> Task to carry out
Could you print every line from the first one of the records below through the line containing "bridge.do_send(PubSubEvent::Connected);", with both included and nothing else?

(Stored data)
◆ ◆ ◆ ◆ ◆

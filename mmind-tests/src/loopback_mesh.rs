use mmind_broker::{
    config::{BridgeConfig, NodeConfig},
    loopback::{LogPublisher, LoopbackMesh},
    spawn_node, BridgeAdapter, GetNodeStatus, MemoryStore, MeshNode, NodeParts, PubSubEvent,
    SendProbe,
};

#[actix::main]
async fn main() -> Result<(), Box<dyn std::error::Error>> {
    env_logger::init();

    log::info!("Initializing loopback mesh");
    let mesh = LoopbackMesh::new();

    let pcfg = NodeConfig::provisioner();
    let (transport, events) = mesh.attach(pcfg.uuid, NodeParts::composition_for(&pcfg));
    let parts = NodeParts::simulated(&pcfg, Box::new(transport), Box::new(MemoryStore::default()))?;
    let provisioner = MeshNode::new(pcfg, parts)?;
    let bridge = BridgeAdapter::new(BridgeConfig::default(), Box::new(LogPublisher));
    let (gateway, bridge) = mmind_broker::gateway(provisioner, events, bridge).map_err(|e| {
        log::error!("Error starting gateway {e:}");
        e
    })?;

    let dcfg = NodeConfig::dht_server();
    let (transport, events) = mesh.attach(dcfg.uuid, NodeParts::composition_for(&dcfg));
    let parts = NodeParts::simulated(&dcfg, Box::new(transport), Box::new(MemoryStore::default()))?;
    let server = spawn_node(MeshNode::new(dcfg, parts)?, events).map_err(|e| {
        log::error!("Error starting dht server {e:}");
        e
    })?;

    bridge.do_send(PubSubEvent::Connecting);
    tokio::time::sleep(tokio::time::Duration::from_secs(1)).await;
    bridge.do_send(PubSubEvent::Connected);

    let mut tick = tokio::time::interval(tokio::time::Duration::from_secs(5));
    loop {
        tokio::select! {
            _ = tokio::signal::ctrl_c() => break,
            _ = tick.tick() => {
                match gateway.send(SendProbe { target: None }).await? {
                    Ok(tid) => log::info!("Probe tid {tid} sent"),
                    Err(e) => log::warn!("Probe not sent {e:}"),
                }
                let status = server.send(GetNodeStatus).await??;
                log::info!("Server {:?} at 0x{:04x}", status.state, status.unicast);
            }
        }
    }

    Ok(())
}
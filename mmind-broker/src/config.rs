//! Deployment constants and the per-node / bridge configuration built
//! from them. Every struct here deserializes with `#[serde(default)]`,
//! so an override file only needs to name the fields it changes.
use serde::{Deserialize, Serialize};
use tokio::time::Duration;

use crate::{AppKey, CompanyId, DeviceUuid, KeyIndex, UnicastAddr};

/// Espressif company identifier, used for the vendor models
pub const CID_ESP: CompanyId = 0x02E5;

/// Address the provisioner assigns itself
pub const PROV_OWN_ADDR: UnicastAddr = 0x0001;
/// First address handed out to provisioned devices
pub const PROV_START_ADDR: UnicastAddr = 0x0005;

pub const NET_IDX_PRIMARY: KeyIndex = 0x0000;
pub const APP_KEY_IDX: KeyIndex = 0x0000;
pub const APP_KEY_OCTET: u8 = 0x12;

pub const MSG_SEND_TTL: u8 = 3;

pub const DHT_PUBLISH_INTERVAL_MS: u64 = 5_000;
pub const LDR_PUBLISH_INTERVAL_MS: u64 = 3_000;
pub const SENSOR_SAMPLE_INTERVAL_MS: u64 = 2_000;
pub const REQUEST_TIMEOUT_MS: u64 = 4_000;
pub const DEFAULT_MAX_RETRIES: u32 = 5;

/// UUID prefixes burned into each node image
pub const UUID_PREFIX_PROVISIONER: [u8; 2] = [0x32, 0x10];
pub const UUID_PREFIX_DHT: [u8; 2] = [0x32, 0x10];
pub const UUID_PREFIX_LDR: [u8; 2] = [0x33, 0x11];
pub const UUID_PREFIX_SENSOR: [u8; 2] = [0xdd, 0xdd];

pub const MQTT_BROKER_URL: &str = "mqtt://broker.emqx.io:1883";
pub const MQTT_SENSOR_TOPIC: &str = "22004015/tranvancon";
pub const MQTT_CONTROL_TOPIC: &str = "22004015/tranvancon/led";
pub const BRIDGE_DEVICE_NAME: &str = "ESP32_BLE_Mesh_Client";

/// Build a device UUID from its two octet prefix, the remaining octets
/// carry a per-device serial
pub fn device_uuid(prefix: [u8; 2], serial: u16) -> DeviceUuid {
    let mut uuid = [0u8; 16];
    uuid[..2].copy_from_slice(&prefix);
    uuid[14..].copy_from_slice(&serial.to_be_bytes());
    uuid
}

/// What a node image does once provisioned
#[derive(Debug, Clone, Copy, PartialEq, Eq, Serialize, Deserialize)]
#[serde(rename_all = "snake_case")]
pub enum Role {
    /// Provisions and configures servers, collects their readings and
    /// feeds the bridge
    Provisioner,
    /// Vendor server publishing temperature and humidity
    DhtServer,
    /// Vendor server publishing light level
    LdrServer,
    /// SIG sensor server answering Sensor Get / Descriptor Get
    SensorServer,
}

/// Retry behaviour of the client tracker on response timeout
#[derive(Debug, Clone, Copy, PartialEq, Eq, Serialize, Deserialize)]
#[serde(tag = "kind", rename_all = "snake_case")]
pub enum RetryPolicy {
    /// Re-issue at most `max_retries` times, then abandon
    Bounded { max_retries: u32 },
    /// Re-issue forever. Only for deployments that accept a node hanging
    /// on an unreachable peer.
    Unbounded,
}

impl Default for RetryPolicy {
    fn default() -> Self {
        RetryPolicy::Bounded {
            max_retries: DEFAULT_MAX_RETRIES,
        }
    }
}

impl RetryPolicy {
    pub fn allows(&self, retries_so_far: u32) -> bool {
        match self {
            RetryPolicy::Bounded { max_retries } => retries_so_far < *max_retries,
            RetryPolicy::Unbounded => true,
        }
    }
}

/// Provisioner side filter for unprovisioned device beacons
#[derive(Debug, Clone, PartialEq, Eq, Serialize, Deserialize)]
pub struct UuidMatch {
    pub prefix: Vec<u8>,
    pub offset: usize,
}

impl Default for UuidMatch {
    fn default() -> Self {
        Self {
            prefix: UUID_PREFIX_PROVISIONER.to_vec(),
            offset: 0,
        }
    }
}

impl UuidMatch {
    pub fn matches(&self, uuid: &DeviceUuid) -> bool {
        self.offset
            .checked_add(self.prefix.len())
            .and_then(|end| uuid.get(self.offset..end))
            .map(|window| window == self.prefix.as_slice())
            .unwrap_or(false)
    }
}

#[derive(Debug, Clone, Serialize, Deserialize)]
#[serde(default)]
pub struct NodeConfig {
    pub name: String,
    pub role: Role,
    pub uuid: DeviceUuid,
    pub company_id: CompanyId,
    pub net_idx: KeyIndex,
    pub app_idx: KeyIndex,
    pub app_key: AppKey,
    pub ttl: u8,
    /// Provisioner only: which beacons to accept
    pub uuid_match: UuidMatch,
    /// Provisioner only: own unicast address
    pub own_addr: UnicastAddr,
    /// Servers: unicast peer receiving periodic publishes
    pub publish_peer: Option<UnicastAddr>,
    /// Servers: also publish to the all-nodes address
    pub publish_broadcast: bool,
    pub publish_interval_ms: u64,
    pub request_timeout_ms: u64,
    pub retry: RetryPolicy,
}

impl Default for NodeConfig {
    fn default() -> Self {
        Self::provisioner()
    }
}

impl NodeConfig {
    fn base(name: &str, role: Role, uuid: DeviceUuid) -> Self {
        Self {
            name: name.to_string(),
            role,
            uuid,
            company_id: CID_ESP,
            net_idx: NET_IDX_PRIMARY,
            app_idx: APP_KEY_IDX,
            app_key: [APP_KEY_OCTET; 16],
            ttl: MSG_SEND_TTL,
            uuid_match: UuidMatch::default(),
            own_addr: PROV_OWN_ADDR,
            publish_peer: Some(PROV_OWN_ADDR),
            publish_broadcast: true,
            publish_interval_ms: DHT_PUBLISH_INTERVAL_MS,
            request_timeout_ms: REQUEST_TIMEOUT_MS,
            retry: RetryPolicy::default(),
        }
    }

    pub fn provisioner() -> Self {
        let mut cfg = Self::base(
            "provisioner",
            Role::Provisioner,
            device_uuid(UUID_PREFIX_PROVISIONER, 0x0001),
        );
        cfg.publish_peer = None;
        cfg.publish_broadcast = false;
        cfg
    }

    pub fn dht_server() -> Self {
        Self::base("dht-server", Role::DhtServer, device_uuid(UUID_PREFIX_DHT, 0x0002))
    }

    pub fn ldr_server() -> Self {
        let mut cfg = Self::base("ldr-server", Role::LdrServer, device_uuid(UUID_PREFIX_LDR, 0x0003));
        cfg.publish_interval_ms = LDR_PUBLISH_INTERVAL_MS;
        cfg
    }

    pub fn sensor_server() -> Self {
        let mut cfg = Self::base(
            "sensor-server",
            Role::SensorServer,
            device_uuid(UUID_PREFIX_SENSOR, 0x0004),
        );
        cfg.publish_peer = None;
        cfg.publish_broadcast = false;
        cfg.publish_interval_ms = SENSOR_SAMPLE_INTERVAL_MS;
        cfg
    }

    pub fn request_timeout(&self) -> Duration {
        Duration::from_millis(self.request_timeout_ms)
    }

    pub fn publish_interval(&self) -> Duration {
        Duration::from_millis(self.publish_interval_ms)
    }
}

/// Delivery guarantee requested from the pub/sub transport
#[derive(Debug, Clone, Copy, PartialEq, Eq, Serialize, Deserialize)]
#[serde(rename_all = "snake_case")]
pub enum Qos {
    AtMostOnce,
    AtLeastOnce,
    ExactlyOnce,
}

impl Qos {
    pub fn level(self) -> u8 {
        match self {
            Qos::AtMostOnce => 0,
            Qos::AtLeastOnce => 1,
            Qos::ExactlyOnce => 2,
        }
    }
}

#[derive(Debug, Clone, Serialize, Deserialize)]
#[serde(default)]
pub struct BridgeConfig {
    pub device: String,
    pub broker_url: String,
    pub sensor_topic: String,
    pub control_topic: String,
    pub qos: Qos,
    pub retain: bool,
}

impl Default for BridgeConfig {
    fn default() -> Self {
        Self {
            device: BRIDGE_DEVICE_NAME.to_string(),
            broker_url: MQTT_BROKER_URL.to_string(),
            sensor_topic: MQTT_SENSOR_TOPIC.to_string(),
            control_topic: MQTT_CONTROL_TOPIC.to_string(),
            qos: Qos::AtLeastOnce,
            retain: false,
        }
    }
}

#[cfg(test)]
mod tests {
    use super::*;

    #[test]
    fn uuid_match_on_prefix() {
        let m = UuidMatch::default();
        assert!(m.matches(&device_uuid(UUID_PREFIX_DHT, 9)));
        assert!(!m.matches(&device_uuid(UUID_PREFIX_LDR, 9)));

        let ldr = UuidMatch {
            prefix: UUID_PREFIX_LDR.to_vec(),
            offset: 0,
        };
        assert!(ldr.matches(&device_uuid(UUID_PREFIX_LDR, 1)));
    }

    #[test]
    fn uuid_match_out_of_range_offset() {
        let m = UuidMatch {
            prefix: vec![0x00, 0x00],
            offset: 15,
        };
        assert!(!m.matches(&[0u8; 16]));
    }

    #[test]
    fn retry_policy_bounds() {
        let bounded = RetryPolicy::Bounded { max_retries: 2 };
        assert!(bounded.allows(0));
        assert!(bounded.allows(1));
        assert!(!bounded.allows(2));
        assert!(RetryPolicy::Unbounded.allows(u32::MAX));
    }

    #[test]
    fn partial_override_keeps_defaults() {
        let cfg: NodeConfig =
            serde_json::from_str(r#"{"role":"ldr_server","retry":{"kind":"unbounded"}}"#)
                .expect("parse");
        assert_eq!(cfg.role, Role::LdrServer);
        assert_eq!(cfg.retry, RetryPolicy::Unbounded);
        assert_eq!(cfg.company_id, CID_ESP);
        assert_eq!(cfg.ttl, MSG_SEND_TTL);
    }
}
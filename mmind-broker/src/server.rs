use mmind_sensor::{Actuator, ActuatorId, Quantity, Sampler, SensorError};
use std::{collections::HashSet, time::Instant};
use thiserror::Error;

use crate::{
    config::{NodeConfig, Role},
    opcode::{sig, Opcode, VendorOp},
    payload::{self, DhtReading, LdrReading, LedControl, PayloadError, TypedPayload, VendorTid},
    reading::Snapshot,
    sensor_data::{
        self, PropertyId, SensorDataError, SensorDescriptor, SensorEntry, SensorValue,
        PRESENT_AMBIENT_LIGHT_LEVEL, PRESENT_AMBIENT_RELATIVE_HUMIDITY,
        PRESENT_INDOOR_AMBIENT_TEMPERATURE,
    },
    transport::{AccessKey, InboundMessage, MessageCtx, OutboundMessage},
    CompanyId, KeyIndex, ModelBinding, ModelKey, UnicastAddr, ADDR_ALL_NODES, ADDR_UNASSIGNED,
};

/// Reported until the first sample lands (Temperature 8 raw 40)
const SEED_TEMPERATURE: f32 = 20.0;
const SEED_HUMIDITY: f32 = 60.0;

#[derive(Error, Debug)]
pub enum ServerError {
    #[error("Payload Error")]
    Payload(#[from] PayloadError),
    #[error("Sensor data Error")]
    SensorData(#[from] SensorDataError),
    #[error("Sensor Error")]
    Sensor(#[from] SensorError),
    #[error("No application key to reply with")]
    NoAppKey,
}

/// Server side of a node: answers requests addressed to its bound models
/// and publishes periodic samples.
///
/// Replies are always built here from the cached readings (explicit
/// response mode); the mesh stack never answers a GET on our behalf.
pub struct ServerEngine {
    company: CompanyId,
    role: Role,
    ttl: u8,
    unicast: UnicastAddr,
    net_idx: Option<KeyIndex>,
    app_idx: Option<KeyIndex>,
    bound: HashSet<ModelKey>,
    peer: Option<UnicastAddr>,
    broadcast: bool,
    samplers: Vec<Box<dyn Sampler>>,
    actuator: Option<Box<dyn Actuator>>,
    cache: Snapshot,
    seeded: bool,
    started: Instant,
}

impl ServerEngine {
    pub fn new(
        cfg: &NodeConfig,
        samplers: Vec<Box<dyn Sampler>>,
        actuator: Option<Box<dyn Actuator>>,
    ) -> Self {
        Self {
            company: cfg.company_id,
            role: cfg.role,
            ttl: cfg.ttl,
            unicast: ADDR_UNASSIGNED,
            net_idx: None,
            app_idx: None,
            bound: HashSet::new(),
            peer: cfg.publish_peer,
            broadcast: cfg.publish_broadcast,
            samplers,
            actuator,
            cache: Snapshot::default(),
            seeded: false,
            started: Instant::now(),
        }
    }

    /// Models this node serves
    pub fn served_models(&self) -> Vec<ModelKey> {
        let vendor = ModelKey::vendor(self.company, ModelKey::VND_SERVER_ID);
        match self.role {
            Role::Provisioner => vec![],
            Role::DhtServer | Role::LdrServer => vec![vendor],
            Role::SensorServer => vec![
                ModelKey::SENSOR_SERVER,
                ModelKey::SENSOR_SETUP_SERVER,
                vendor,
            ],
        }
    }

    pub fn is_ready(&self) -> bool {
        self.unicast != ADDR_UNASSIGNED && self.net_idx.is_some()
    }

    pub fn is_bound(&self, model: &ModelKey) -> bool {
        self.bound.contains(model)
    }

    pub fn cache(&self) -> &Snapshot {
        &self.cache
    }

    /// Unlocks publishing. The reading buffer is seeded only the first
    /// time the node becomes ready.
    pub fn on_ready(&mut self, unicast: UnicastAddr, net_idx: KeyIndex) {
        self.unicast = unicast;
        self.net_idx = Some(net_idx);
        if !self.seeded {
            self.cache.temperature = Some(SEED_TEMPERATURE);
            self.cache.humidity = Some(SEED_HUMIDITY);
            self.cache.source = Some(unicast);
            self.seeded = true;
            log::info!("Seeded reading buffer {:?}", self.cache);
        }
    }

    pub fn on_app_key(&mut self, app_idx: KeyIndex) {
        self.app_idx = Some(app_idx);
    }

    pub fn on_bound(&mut self, binding: ModelBinding) {
        if binding.element != self.unicast {
            log::warn!(
                "Bind for element 0x{:04x} is not ours (0x{:04x})",
                binding.element,
                self.unicast
            );
            return;
        }
        if self.served_models().contains(&binding.model) {
            self.bound.insert(binding.model);
        }
    }

    pub fn on_teardown(&mut self) {
        self.unicast = ADDR_UNASSIGNED;
        self.net_idx = None;
        self.app_idx = None;
        self.bound.clear();
        self.cache = Snapshot::default();
        self.seeded = false;
        log::info!("Server engine torn down");
    }

    fn uptime_ms(&self) -> u32 {
        payload::uptime_ms(self.started.elapsed())
    }

    fn sample_all(&mut self) {
        for s in self.samplers.iter_mut() {
            let q = s.quantity();
            match s.sample() {
                Ok(v) => match q {
                    Quantity::Temperature => self.cache.temperature = Some(v),
                    Quantity::Humidity => self.cache.humidity = Some(v),
                    Quantity::Light => self.cache.light_level = Some(v),
                },
                Err(e) => log::error!("Sampling {q:?} failed {e:}"),
            }
        }
        self.cache.source = Some(self.unicast);
    }

    fn message(
        &self,
        dst: UnicastAddr,
        sender: ModelKey,
        opcode: Opcode,
        payload: Vec<u8>,
    ) -> Result<OutboundMessage, ServerError> {
        let (Some(net_idx), Some(app_idx)) = (self.net_idx, self.app_idx) else {
            return Err(ServerError::NoAppKey);
        };
        Ok(OutboundMessage {
            ctx: MessageCtx {
                net_idx,
                key: AccessKey::App(app_idx),
                dst,
                ttl: self.ttl,
            },
            sender,
            opcode,
            payload,
        })
    }

    /// Periodic timer body: refresh the cache and, for publishing roles,
    /// build one message per destination. Destinations are independent
    /// messages so a failed send to one does not affect the other.
    pub fn publish_tick(&mut self) -> Result<Vec<OutboundMessage>, ServerError> {
        if !self.is_ready() {
            log::trace!("Not provisioned, skipping publish");
            return Ok(vec![]);
        }
        self.sample_all();

        let ts = self.uptime_ms();
        let (opcode, payload) = match self.role {
            Role::DhtServer => {
                let (Some(temperature), Some(humidity)) = (self.cache.temperature, self.cache.humidity)
                else {
                    log::warn!("No temperature/humidity sample, skipping publish");
                    return Ok(vec![]);
                };
                let r = DhtReading {
                    temperature,
                    humidity,
                    timestamp: ts,
                };
                log::info!("Publishing DHT {:.2}C {:.2}%", r.temperature, r.humidity);
                (VendorOp::DhtData.opcode(self.company), r.encode())
            }
            Role::LdrServer => {
                let Some(level) = self.cache.light_level else {
                    log::warn!("No light sample, skipping publish");
                    return Ok(vec![]);
                };
                let r = LdrReading::from_level(level.max(0.0) as u16, ts);
                self.cache.voltage = Some(r.voltage);
                self.cache.light_status = Some(r.light_status);
                log::info!(
                    "Publishing LDR level {} ({:.2}V, {})",
                    r.light_level,
                    r.voltage,
                    r.light_status.as_str()
                );
                (VendorOp::LdrData.opcode(self.company), r.encode())
            }
            Role::Provisioner | Role::SensorServer => return Ok(vec![]),
        };

        let sender = ModelKey::vendor(self.company, ModelKey::VND_SERVER_ID);
        if !self.is_bound(&sender) {
            log::debug!("Vendor server not bound yet, skipping publish");
            return Ok(vec![]);
        }

        let mut destinations = vec![];
        if let Some(peer) = self.peer.filter(|p| *p != ADDR_UNASSIGNED && *p != self.unicast) {
            destinations.push(peer);
        }
        if self.broadcast {
            destinations.push(ADDR_ALL_NODES);
        }
        destinations
            .into_iter()
            .map(|dst| self.message(dst, sender, opcode, payload.clone()))
            .collect()
    }

    /// Handle a request routed to one of our server models. Requests to
    /// unbound models are ignored.
    pub fn handle_request(
        &mut self,
        model: ModelKey,
        msg: &InboundMessage,
    ) -> Result<Vec<OutboundMessage>, ServerError> {
        if !self.is_ready() {
            log::warn!("Request {} before provisioning, ignoring", msg.opcode);
            return Ok(vec![]);
        }
        if !self.is_bound(&model) {
            log::warn!(
                "Request {} from 0x{:04x} to unbound model {model:?}, ignoring",
                msg.opcode,
                msg.src
            );
            return Ok(vec![]);
        }

        if let Some(op) = VendorOp::from_opcode(msg.opcode, self.company) {
            return self.handle_vendor(model, op, msg);
        }
        self.handle_sensor(model, msg)
    }

    fn handle_vendor(
        &mut self,
        model: ModelKey,
        op: VendorOp,
        msg: &InboundMessage,
    ) -> Result<Vec<OutboundMessage>, ServerError> {
        match op {
            VendorOp::Send => {
                let tid = VendorTid::decode(&msg.payload)?;
                log::info!("Probe 0x{:04x} from 0x{:04x}, echoing", tid.0, msg.src);
                Ok(vec![self.message(
                    msg.src,
                    model,
                    VendorOp::Status.opcode(self.company),
                    tid.encode(),
                )?])
            }
            VendorOp::LedCtrl => {
                let ctrl = LedControl::decode(&msg.payload)?;
                match self.actuator.as_mut() {
                    Some(a) => a.set(ActuatorId::Led, ctrl.on)?,
                    None => log::warn!("No LED on this node, ignoring control"),
                }
                Ok(vec![])
            }
            other => {
                log::warn!("Unexpected vendor request {other:?} from 0x{:04x}", msg.src);
                Ok(vec![])
            }
        }
    }

    fn supported_properties(&self) -> Vec<PropertyId> {
        self.samplers
            .iter()
            .map(|s| match s.quantity() {
                Quantity::Temperature => PRESENT_INDOOR_AMBIENT_TEMPERATURE,
                Quantity::Humidity => PRESENT_AMBIENT_RELATIVE_HUMIDITY,
                Quantity::Light => PRESENT_AMBIENT_LIGHT_LEVEL,
            })
            .collect()
    }

    fn handle_sensor(
        &mut self,
        model: ModelKey,
        msg: &InboundMessage,
    ) -> Result<Vec<OutboundMessage>, ServerError> {
        let Some(resp) = msg.opcode.response() else {
            log::warn!("Unexpected sensor request {}", msg.opcode);
            return Ok(vec![]);
        };
        let supported = self.supported_properties();

        let body = match msg.opcode {
            sig::SENSOR_GET => {
                let entries: Vec<SensorEntry> = match optional_property(&msg.payload)? {
                    Some(p) if supported.contains(&p) => {
                        vec![sensor_data::encode_value(p, self.cached(p))]
                    }
                    Some(p) => vec![SensorEntry {
                        property: p,
                        raw: vec![],
                    }],
                    None => supported
                        .iter()
                        .map(|&p| sensor_data::encode_value(p, self.cached(p)))
                        .collect(),
                };
                sensor_data::encode(&entries)?
            }
            sig::SENSOR_DESCRIPTOR_GET => {
                let props = match optional_property(&msg.payload)? {
                    Some(p) if !supported.contains(&p) => {
                        log::debug!("Descriptor for unsupported property 0x{p:04x}");
                        return Ok(vec![self.message(msg.src, model, resp, p.to_le_bytes().to_vec())?]);
                    }
                    Some(p) => vec![p],
                    None => supported,
                };
                let mut buf = vec![];
                props
                    .into_iter()
                    .for_each(|p| SensorDescriptor::unspecified(p).write(&mut buf));
                buf
            }
            // cadence, settings, column and series are not supported: the
            // status carries only the property id
            _ => {
                let p = msg.payload.get(..2).ok_or(PayloadError::Truncated)?;
                p.to_vec()
            }
        };

        log::info!("Replying {resp} to 0x{:04x} ({} octets)", msg.src, body.len());
        Ok(vec![self.message(msg.src, model, resp, body)?])
    }

    fn cached(&self, property: PropertyId) -> Option<SensorValue> {
        self.cache.value_for(property)
    }
}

◆ ◆ ◆ ◆ ◆

> Result below
filename mmind-tests/src/loopback_mesh.rs
use mmind_broker::{
    config::{BridgeConfig, NodeConfig},
    loopback::{LogPublisher, LoopbackMesh},
    spawn_node, BridgeAdapter, GetNodeStatus, MemoryStore, MeshNode, NodeParts, PubSubEvent,
    SendProbe,
};

#[actix::main]
async fn main() -> Result<(), Box<dyn std::error::Error>> {
    env_logger::init();

    log::info!("Initializing loopback mesh");
    let mesh = LoopbackMesh::new();

    let pcfg = NodeConfig::provisioner();
    let (transport, events) = mesh.attach(pcfg.uuid, NodeParts::composition_for(&pcfg));
    let parts = NodeParts::simulated(&pcfg, Box::new(transport), Box::new(MemoryStore::default()))?;
    let provisioner = MeshNode::new(pcfg, parts)?;
    let bridge = BridgeAdapter::new(BridgeConfig::default(), Box::new(LogPublisher));
    let (gateway, bridge) = mmind_broker::gateway(provisioner, events, bridge).map_err(|e| {
        log::error!("Error starting gateway {e:}");
        e
    })?;

    let dcfg = NodeConfig::dht_server();
    let (transport, events) = mesh.attach(dcfg.uuid, NodeParts::composition_for(&dcfg));
    let parts = NodeParts::simulated(&dcfg, Box::new(transport), Box::new(MemoryStore::default()))?;
    let server = spawn_node(MeshNode::new(dcfg, parts)?, events).map_err(|e| {
        log::error!("Error starting dht server {e:}");
        e
    })?;

    bridge.do_send(PubSubEvent::Connecting);
    tokio::time::sleep(tokio::time::Duration::from_secs(1)).await;
    bridge.do_send(PubSubEvent::Connected);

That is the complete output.